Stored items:
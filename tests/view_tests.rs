//! View boundary tests using a recording notifier.

use candy_quest::{
    announce, refresh, Banner, Board, Difficulty, GameConfig, Point, QuizBank, Session,
    ViewNotifier,
};

#[derive(Debug, PartialEq, Eq)]
enum Call {
    Tiles(usize),
    Player(String, Point),
    Hints(u32),
    Question(String),
    Banner(Banner),
    Message(String),
}

#[derive(Default)]
struct RecordingView {
    calls: Vec<Call>,
}

impl ViewNotifier for RecordingView {
    fn render_tiles(&mut self, board: &Board) {
        self.calls.push(Call::Tiles(board.len()));
    }

    fn render_player(&mut self, icon: &str, coordinate: Point) {
        self.calls.push(Call::Player(icon.to_string(), coordinate));
    }

    fn render_hints(&mut self, remaining: u32) {
        self.calls.push(Call::Hints(remaining));
    }

    fn display_question(&mut self, prompt: &str) {
        self.calls.push(Call::Question(prompt.to_string()));
    }

    fn display_banner(&mut self, banner: Banner) {
        self.calls.push(Call::Banner(banner));
    }

    fn display_message(&mut self, message: &str) {
        self.calls.push(Call::Message(message.to_string()));
    }
}

/// A view that only implements the required methods.
struct MinimalView;

impl ViewNotifier for MinimalView {
    fn render_tiles(&mut self, _board: &Board) {}
    fn render_player(&mut self, _icon: &str, _coordinate: Point) {}
    fn render_hints(&mut self, _remaining: u32) {}
    fn display_question(&mut self, _prompt: &str) {}
    fn display_banner(&mut self, _banner: Banner) {}
}

#[test]
fn test_refresh_idle_session() {
    let session = Session::with_seed(Board::generate(10).unwrap(), 3, 0);
    let mut view = RecordingView::default();

    refresh(&session, &mut view);

    assert_eq!(
        view.calls,
        vec![
            Call::Tiles(10),
            Call::Player("🍭".to_string(), Point::new(100, 100)),
            Call::Hints(3),
        ]
    );
}

#[test]
fn test_refresh_shows_pending_question() {
    let mut session = Session::with_seed(Board::generate(10).unwrap(), 3, 0);
    let prompt = session.select_question(Difficulty::Easy).unwrap().prompt.clone();
    session.select_character_icon("🧁");
    let mut view = RecordingView::default();

    refresh(&session, &mut view);

    assert_eq!(view.calls.last(), Some(&Call::Question(prompt)));
    assert!(view.calls.contains(&Call::Player("🧁".to_string(), Point::new(100, 100))));
}

#[test]
fn test_announce_incorrect() {
    let mut session = Session::with_seed(Board::generate(10).unwrap(), 3, 0);
    session.select_question(Difficulty::Easy).unwrap();
    let outcome = session.submit_answer("nope").unwrap();
    let mut view = RecordingView::default();

    announce(&session, &outcome, &mut view);

    assert_eq!(view.calls, vec![Call::Banner(Banner::Incorrect)]);
}

#[test]
fn test_announce_correct_moves_player() {
    let mut session = Session::with_seed(Board::generate(10).unwrap(), 3, 0);
    let answer = session.select_question(Difficulty::Medium).unwrap().canonical_answer.clone();
    let outcome = session.submit_answer(&answer).unwrap();
    let mut view = RecordingView::default();

    announce(&session, &outcome, &mut view);

    assert_eq!(
        view.calls,
        vec![
            Call::Banner(Banner::Correct),
            Call::Player("🍭".to_string(), Point::new(340, 100)),
        ]
    );
}

#[test]
fn test_announce_win() {
    let config = GameConfig::new(3);
    let mut session = Session::from_config(&config, QuizBank::candy_shop(), 0).unwrap();
    let answer = session.select_question(Difficulty::Advanced).unwrap().canonical_answer.clone();
    let outcome = session.submit_answer(&answer).unwrap();
    let mut view = RecordingView::default();

    announce(&session, &outcome, &mut view);

    assert_eq!(
        view.calls,
        vec![
            Call::Banner(Banner::Correct),
            Call::Player("🍭".to_string(), Point::new(340, 100)),
            Call::Banner(Banner::Won),
        ]
    );
}

#[test]
fn test_caller_routes_hints_and_errors_to_messages() {
    let mut session = Session::with_seed(Board::generate(10).unwrap(), 1, 0);
    let mut view = RecordingView::default();

    match session.take_hint() {
        Ok(hint) => view.display_message(&hint),
        Err(err) if err.is_user_facing() => view.display_message(&err.to_string()),
        Err(err) => panic!("unexpected error: {err}"),
    }
    session.select_question(Difficulty::Easy).unwrap();
    let hint = session.take_hint().unwrap();
    view.display_message(&hint);
    view.render_hints(session.hints().remaining());

    assert_eq!(
        view.calls,
        vec![
            Call::Message("no active question".to_string()),
            Call::Message(hint),
            Call::Hints(0),
        ]
    );
}

#[test]
fn test_default_message_handler_is_noop() {
    let session = Session::with_seed(Board::generate(4).unwrap(), 3, 0);
    let mut view = MinimalView;

    view.display_message("ignored");
    refresh(&session, &mut view);
}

◆ **Task statement**
Look through the entries. Copy out each line with "GameConfig" in it.

◆ **Task solution**
    announce, refresh, Banner, Board, Difficulty, GameConfig, Point, QuizBank, Session,
    let config = GameConfig::new(3);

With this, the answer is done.